Global has previously repaid to Black Diamond the sum invested ($150,000)
together with interest at the rate of 9% (being the legal rate of interest on
judgments in the State of Illinois) from April 27, 2007 to the date of such
rescission repayment.
In
substitution and exchange for the rescinded investments, Global shall issue to
Black Diamond, the following:
a. One
Hundred Fifty Thousand (150,000) Common Stock Purchase Warrants, exercisable at
eighty cents ($.80) per share, at any time and from time to time until the
expiration date, at the option of the warrant holder. The expiration date shall
be December 31, 2009. In recognition of the fact that Black Diamond has been at
market risk during the period from April 17, 2007 to the date hereof, the
Warrants shall bear an issuance date of April 27, 2007. These warrants shall not
contain any anti-dilution or cashless exercise provisions.
b. One
Hundred Fifty Thousand (150,000) Common Stock Purchase Warrants, of which 50,000
shall be exercisable at one dollar and sixty-five cents ($1.65), 50,000 shall be
exercisable at one dollar and eighty-five cents ($1.85) and 50,000 shall be
exercisable at two dollars.

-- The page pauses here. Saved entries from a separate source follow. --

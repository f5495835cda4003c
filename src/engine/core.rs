//! Reconciliation orchestrator: configuration, stage sequencing, outcome

use chrono::Duration;
use serde::{Deserialize, Serialize};
use tracing::info;

use crate::engine::dedup::{apply_baseline_dedup, apply_channel_duplicates, BaselineIndex};
use crate::engine::locks::AccountLocks;
use crate::engine::merge::{self, ReconcileSummary, ReportRow};
use crate::engine::refund::apply_refund_pairs;
use crate::engine::supplement::supplement_card_remarks;
use crate::schema;
use crate::traits::{
    AutoConfirm, BaselineSource, ConfirmDecision, ConfirmGate, RemarkSimilarity,
    TokenOverlapSimilarity,
};
use crate::types::{
    BaselineFrames, ReconcileError, ReconcileResult, RecordStatus, SkipReason, StandardRecord,
};

/// How refund candidates are grouped before pairwise comparison.
#[derive(Debug, Clone, Copy, Default, PartialEq, Eq, Serialize, Deserialize)]
#[serde(rename_all = "kebab-case")]
pub enum RefundGrouping {
    /// Pair within the same account (a wallet refund lands on the wallet).
    #[default]
    Account,
    /// Pair within the same channel, for exports whose account naming is
    /// too inconsistent to group on.
    Channel,
}

/// Recognized engine options. Serde-friendly so a config-file collaborator
/// can deserialize straight into it; every field has a default.
#[derive(Debug, Clone, Serialize, Deserialize)]
#[serde(default)]
pub struct ReconcileConfig {
    /// Baseline dedup time window, in hours.
    pub date_tolerance_hours: i64,
    /// Refund pairing window, in days.
    pub refund_window_days: i64,
    /// Card-posting lag allowed when borrowing wallet context, in hours.
    pub supplement_window_hours: i64,
    /// Max calendar-day gap for wallet/card overlap detection.
    pub channel_overlap_days: i64,
    pub account_lock_enabled: bool,
    /// Emit only newly accepted records instead of merging the baseline.
    pub incremental_only: bool,
    /// When false, baseline dedup matches on (sheet, account, amount, date)
    /// alone.
    pub compare_remarks: bool,
    /// Threshold handed to the default similarity strategy, in `[0, 1]`.
    pub remark_similarity_threshold: f64,
    pub refund_grouping: RefundGrouping,
    /// Remark texts that mark a baseline row as a balance-adjustment
    /// write-off.
    pub lock_remarks: Vec<String>,
    /// Categories that mark a baseline row as retroactively entered income.
    pub missed_income_categories: Vec<String>,
    /// Token identifying refund remarks on both sides of a pair.
    pub refund_marker: String,
}

impl Default for ReconcileConfig {
    fn default() -> Self {
        Self {
            date_tolerance_hours: 48,
            refund_window_days: 30,
            supplement_window_hours: 48,
            channel_overlap_days: 1,
            account_lock_enabled: true,
            incremental_only: false,
            compare_remarks: true,
            remark_similarity_threshold: 0.5,
            refund_grouping: RefundGrouping::Account,
            lock_remarks: vec![schema::DEFAULT_LOCK_REMARK.to_string()],
            missed_income_categories: vec![schema::DEFAULT_MISSED_INCOME_CATEGORY.to_string()],
            refund_marker: schema::DEFAULT_REFUND_MARKER.to_string(),
        }
    }
}

impl ReconcileConfig {
    /// Reject invalid tolerances before any stage runs.
    pub fn validate(&self) -> ReconcileResult<()> {
        if self.date_tolerance_hours < 0 {
            return Err(ReconcileError::Configuration(format!(
                "date_tolerance_hours must be non-negative, got {}",
                self.date_tolerance_hours
            )));
        }
        if self.refund_window_days < 0 {
            return Err(ReconcileError::Configuration(format!(
                "refund_window_days must be non-negative, got {}",
                self.refund_window_days
            )));
        }
        if self.supplement_window_hours < 0 {
            return Err(ReconcileError::Configuration(format!(
                "supplement_window_hours must be non-negative, got {}",
                self.supplement_window_hours
            )));
        }
        if self.channel_overlap_days < 0 {
            return Err(ReconcileError::Configuration(format!(
                "channel_overlap_days must be non-negative, got {}",
                self.channel_overlap_days
            )));
        }
        if !(0.0..=1.0).contains(&self.remark_similarity_threshold) {
            return Err(ReconcileError::Configuration(format!(
                "remark_similarity_threshold must be within [0, 1], got {}",
                self.remark_similarity_threshold
            )));
        }
        Ok(())
    }

    pub fn date_tolerance(&self) -> Duration {
        Duration::hours(self.date_tolerance_hours)
    }

    pub fn refund_window(&self) -> Duration {
        Duration::days(self.refund_window_days)
    }

    pub fn supplement_window(&self) -> Duration {
        Duration::hours(self.supplement_window_hours)
    }
}

/// Everything a run produces: output frames, the audit report, counts, and
/// the records in their final states.
#[derive(Debug)]
pub struct ReconcileOutcome {
    /// Merged baseline or incremental frames, per `incremental_only`.
    pub frames: BaselineFrames,
    /// One row per input record; the audit trail.
    pub report: Vec<ReportRow>,
    pub summary: ReconcileSummary,
    pub records: Vec<StandardRecord>,
}

/// The reconciliation engine.
///
/// Holds configuration and the remark-similarity strategy; both are fixed
/// for the engine's lifetime, so repeated runs against the same inputs make
/// the same decisions. All stage state (locks, baseline index) is scoped to
/// a single `run` call and never escapes it.
pub struct ReconcileEngine {
    config: ReconcileConfig,
    matcher: Box<dyn RemarkSimilarity>,
}

impl ReconcileEngine {
    /// Engine with the default token-overlap similarity strategy.
    pub fn new(config: ReconcileConfig) -> ReconcileResult<Self> {
        let threshold = config.remark_similarity_threshold;
        Self::with_matcher(config, Box::new(TokenOverlapSimilarity::new(threshold)))
    }

    /// Engine with a custom similarity strategy.
    pub fn with_matcher(
        config: ReconcileConfig,
        matcher: Box<dyn RemarkSimilarity>,
    ) -> ReconcileResult<Self> {
        config.validate()?;
        Ok(Self { config, matcher })
    }

    pub fn config(&self) -> &ReconcileConfig {
        &self.config
    }

    /// Pure per-record decision: terminal records report their status, a
    /// pending record is proposed for acceptance. The orchestrator calls
    /// this eagerly under auto-confirm or behind the confirm gate.
    pub fn evaluate(record: &StandardRecord) -> RecordStatus {
        if record.is_pending() {
            RecordStatus::Accepted
        } else {
            record.status()
        }
    }

    /// Run the full pipeline, accepting every surviving record.
    pub fn run(
        &self,
        records: Vec<StandardRecord>,
        baseline: BaselineFrames,
    ) -> ReconcileResult<ReconcileOutcome> {
        self.run_gated(records, baseline, &mut AutoConfirm)
    }

    /// Load the baseline from a collaborator, then run.
    pub async fn run_with_source<S: BaselineSource>(
        &self,
        records: Vec<StandardRecord>,
        source: &S,
    ) -> ReconcileResult<ReconcileOutcome> {
        let baseline = source.load_baseline().await?;
        self.run(records, baseline)
    }

    /// Run the full pipeline with an interactive confirm gate.
    ///
    /// Stage order is a correctness requirement: locks exclude records from
    /// every matching pool, refund pairing runs before dedup so a refunded
    /// pair never also competes for duplicate-baseline status, and
    /// supplementation sees final statuses. Each stage runs to completion
    /// before the next begins.
    pub fn run_gated(
        &self,
        mut records: Vec<StandardRecord>,
        baseline: BaselineFrames,
        gate: &mut dyn ConfirmGate,
    ) -> ReconcileResult<ReconcileOutcome> {
        self.check_parser_contract(&records)?;
        info!(records = records.len(), "reconciliation run started");

        let locks = if self.config.account_lock_enabled {
            AccountLocks::from_baseline(&baseline, &self.config)
        } else {
            AccountLocks::empty()
        };
        locks.apply(&mut records);

        apply_refund_pairs(&mut records, &self.config, self.matcher.as_ref());

        let index = BaselineIndex::from_frames(&baseline);
        apply_channel_duplicates(&mut records, &self.config);
        apply_baseline_dedup(&mut records, &index, &self.config, self.matcher.as_ref());

        supplement_card_remarks(&mut records, &self.config);

        self.confirm(&mut records, gate);

        let frames = if self.config.incremental_only {
            merge::incremental_frames(&records)
        } else {
            merge::merge_into_baseline(baseline, &records)
        };
        let report = merge::build_report(&records);
        let summary = merge::summarize(&records);
        info!(
            accepted = summary.accepted,
            skipped = summary.skipped,
            canceled = summary.canceled,
            pending = summary.pending,
            "reconciliation run finished"
        );
        Ok(ReconcileOutcome {
            frames,
            report,
            summary,
            records,
        })
    }

    /// Drive the confirm gate over records the engine proposes to accept,
    /// strictly in input order. After an abort, remaining records stay
    /// pending and surface in `summary.pending`.
    fn confirm(&self, records: &mut [StandardRecord], gate: &mut dyn ConfirmGate) {
        let mut accept_all = false;
        let mut decline_all = false;
        for record in records.iter_mut() {
            if !record.is_actionable() || Self::evaluate(record) != RecordStatus::Accepted {
                continue;
            }
            let decision = if accept_all {
                ConfirmDecision::Accept
            } else if decline_all {
                ConfirmDecision::Decline
            } else {
                gate.decide(record)
            };
            match decision {
                ConfirmDecision::Accept => record.mark_accepted(),
                ConfirmDecision::Decline => record.mark_skipped(SkipReason::UserDeclined),
                ConfirmDecision::AcceptAll => {
                    accept_all = true;
                    record.mark_accepted();
                }
                ConfirmDecision::DeclineAll => {
                    decline_all = true;
                    record.mark_skipped(SkipReason::UserDeclined);
                }
                ConfirmDecision::Abort => break,
            }
        }
    }

    /// Records reaching the engine must honor the parser contract; a broken
    /// one fails the whole invocation with its origin named.
    fn check_parser_contract(&self, records: &[StandardRecord]) -> ReconcileResult<()> {
        for record in records {
            if record.account.trim().is_empty() {
                return Err(ReconcileError::MalformedRecord {
                    channel: record.channel.to_string(),
                    detail: format!(
                        "empty account on {} record at {}",
                        record.sheet(),
                        record.timestamp
                    ),
                });
            }
        }
        Ok(())
    }
}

The warrants shall be exercisable at any time and
from time to time until the expiration date, at the option of the warrant
holder. The expiration date shall be December 31, 2009. These warrants shall
contain a cashless exercise provision but shall not contain any anti-dilution
provisions. In recognition of the fact that Black Diamond has been at market
risk during the period from April 17, 2007 to the date hereof, the Warrants
shall bear an issuance date of April 27, 2007.
Global
shall include the shares underlying the foregoing 300,000 warrants in its SB-2
Registration Statement currently in preparation and, following effectiveness,
shall keep such Registration Statement current at all times until December 31,
2009. In the event that Global does not file the Registration Statement
including such shares with the SEC by September 30, 2007 Global shall issue to
Black Diamond 18,750 shares of its Common Stock as penalty. In the event that
Global has not secured effectiveness of the Registration Statement by February
29, 2008, Global shall issue to Black Diamond 18,750 shares of its Common Stock
as a penalty.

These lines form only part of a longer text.